Bets that the Fed would cut rates at its next meeting were borne out after the November jobs report. The data showed an increase of 227,000 jobs, but the unemployment rate climbed to 4.2%.
As of midday Friday, federal funds futures trading indicated a nearly 90% chance that the central bank would cut rates by 25 basis points, according to CME FedWatch.
Following the jobs data, there's a “higher bar” for the next consumer price report to put any planned rate cuts at the next Fed meeting on hold, said Molly McGown, policy strategist. US rates at TD Securities.
The consumer price index is expected to have climbed 2.7% in the 12 months through November, according to Reuters data.
Rather than suspending rate cuts, if the CPI turns out to be higher than expected, the central bank could implement a “hawkish cut” by tempering expectations for cuts in 2025, Miskin said.

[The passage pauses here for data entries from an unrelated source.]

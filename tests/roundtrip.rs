//! Well-formedness checks against an independent XML parser.
//!
//! Serialized output is re-read with `quick-xml`; escaped text and attribute
//! values must unescape back to the authored strings exactly.
//!
//! Tab, newline and carriage return are written verbatim, never as character
//! references. Text content keeps them exactly, so the text property runs
//! over [`TEXT_ALPHABET`]. A conformant parser normalizes them to spaces in
//! attribute values, so the attribute property runs over [`ALPHABET`], which
//! excludes them; `test_attribute_whitespace_is_verbatim` pins the raw output.

#![allow(clippy::unwrap_used)]

use quick_xml::escape::unescape;
use quick_xml::events::Event;
use quick_xml::Reader;

use markup_tree::builder::element;
use markup_tree::serial::serialize;
use markup_tree::tree::Props;

/// Characters that exercise every escaping rule, plus ordinary text.
const ALPHABET: &[char] = &[
    'a', 'Z', '0', ' ', '<', '>', '&', '"', '\'', ';', '#', '/', '=', '!', '?', '[', ']', '-', 'é', '✓',
];

/// [`ALPHABET`] plus the whitespace controls that survive in text content.
const TEXT_ALPHABET: &[char] = &[
    'a', 'Z', '0', ' ', '<', '>', '&', '"', '\'', ';', '#', '/', '=', '!', '?', '[', ']', '-', 'é', '✓',
    '\t', '\n', '\r',
];

/// Deterministic pseudo-random strings over `alphabet`.
fn sample_strings(alphabet: &[char], count: usize) -> Vec<String> {
    let mut state: u64 = 0x2545_f491_4f6c_dd1d;
    let mut next = move || {
        state ^= state << 13;
        state ^= state >> 7;
        state ^= state << 17;
        state
    };
    (0..count)
        .map(|_| {
            let len = usize::try_from(next() % 24).unwrap();
            (0..len)
                .map(|_| alphabet[usize::try_from(next() % alphabet.len() as u64).unwrap()])
                .collect()
        })
        .collect()
}

/// Reads every event of `markup`, failing on any parse error.
fn assert_well_formed(markup: &str) {
    let mut reader = Reader::from_str(markup);
    loop {
        match reader.read_event() {
            Ok(Event::Eof) => break,
            Ok(_) => {}
            Err(e) => panic!("not well-formed: {e}\n{markup}"),
        }
    }
}

/// Returns the raw (still escaped) value of the first attribute of the root.
fn first_attribute_raw(markup: &str) -> String {
    let mut reader = Reader::from_str(markup);
    loop {
        match reader.read_event().unwrap() {
            Event::Empty(e) | Event::Start(e) => {
                let attr = e.attributes().next().unwrap().unwrap();
                return String::from_utf8(attr.value.into_owned()).unwrap();
            }
            Event::Eof => panic!("no element in {markup}"),
            _ => {}
        }
    }
}

#[test]
fn test_text_roundtrip() {
    for s in sample_strings(TEXT_ALPHABET, 500) {
        let markup = serialize(&element("T", Props::new().children(s.as_str())));
        assert_well_formed(&markup);
        if s.is_empty() {
            assert_eq!(markup, "<T/>");
            continue;
        }
        let inner = markup.strip_prefix("<T>").unwrap().strip_suffix("</T>").unwrap();
        assert!(!inner.contains('<') && !inner.contains('>'), "{inner}");
        assert_eq!(unescape(inner).unwrap(), s);
    }
}

#[test]
fn test_attribute_roundtrip() {
    for s in sample_strings(ALPHABET, 500) {
        let markup = serialize(&element("T", Props::new().attr("value", s.as_str())));
        assert_well_formed(&markup);
        let raw = first_attribute_raw(&markup);
        assert_eq!(unescape(&raw).unwrap(), s, "{markup}");

        let delimiter = markup.as_bytes()["<T value=".len()];
        if s.contains('"') && !s.contains('\'') {
            assert_eq!(delimiter, b'\'', "{markup}");
        } else {
            assert_eq!(delimiter, b'"', "{markup}");
        }
    }
}

#[test]
fn test_text_whitespace_roundtrip() {
    let s = "line one\n\tline two\r\nend";
    let markup = serialize(&element("T", Props::new().children(s)));
    assert_eq!(markup, format!("<T>{s}</T>"));
    assert_well_formed(&markup);
}

#[test]
fn test_attribute_whitespace_is_verbatim() {
    let s = "a\tb\nc\rd";
    let markup = serialize(&element("T", Props::new().attr("value", s)));
    assert_eq!(markup, format!("<T value=\"{s}\"/>"));
    assert_well_formed(&markup);
    assert_eq!(first_attribute_raw(&markup), s);
}

#[test]
fn test_nested_document_is_well_formed() {
    let strings = sample_strings(TEXT_ALPHABET, 40);
    let children: Vec<_> = strings
        .iter()
        .enumerate()
        .map(|(i, s)| {
            element(
                "Parameter",
                Props::new().attr("name", s.as_str()).attr("index", i).children(s.as_str()),
            )
        })
        .collect();
    let markup = serialize(&element("Datasource", Props::new().children(children)));
    assert_well_formed(&markup);
}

The potential for a pick-up in inflation is also being given more consideration due to President-elect Donald Trump's plan to raise tariffs on imports. Prices should be inflationary.
TD Securities expects the Fed to pause its rate cuts early in the year as policymakers evaluate Trump's fiscal policies after he takes office in January, McGown said.
“We heard (Fed Chairman Jerome) Powell say that once they know the actual policies, they will start to incorporate them into their framework to determine what they are going to do with monetary policy,” McGown said.